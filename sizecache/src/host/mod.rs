//! Interfaces consumed from the host view.
//!
//! The cache never reaches into the host: it asks a [`HostView`] for the
//! visible positions, container bounds and collection shape, and asks a
//! [`SizeComputer`] to measure items. Both are supplied by the caller.
//!
//! [`HostSnapshot`] is a ready-made `HostView` for hosts whose real view
//! objects are bound to the UI thread: the UI thread pushes snapshots, the
//! cache reads them from any thread.

mod error;
mod snapshot;
mod traits;

pub use error::ComputeError;
pub use snapshot::HostSnapshot;
pub use traits::{ContentIdProvider, HostView, SizeComputer, SizeRequest};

=== WHAT TO DO ===
Beginning with the line that contains "whose real view", restate word for word each line through the last one in the data, and write nothing more.

=== PROBLEM SOLUTION ===
//! [`HostSnapshot`] is a ready-made `HostView` for hosts whose real view
//! objects are bound to the UI thread: the UI thread pushes snapshots, the
//! cache reads them from any thread.

mod error;
mod snapshot;
mod traits;

pub use error::ComputeError;
pub use snapshot::HostSnapshot;
pub use traits::{ContentIdProvider, HostView, SizeComputer, SizeRequest};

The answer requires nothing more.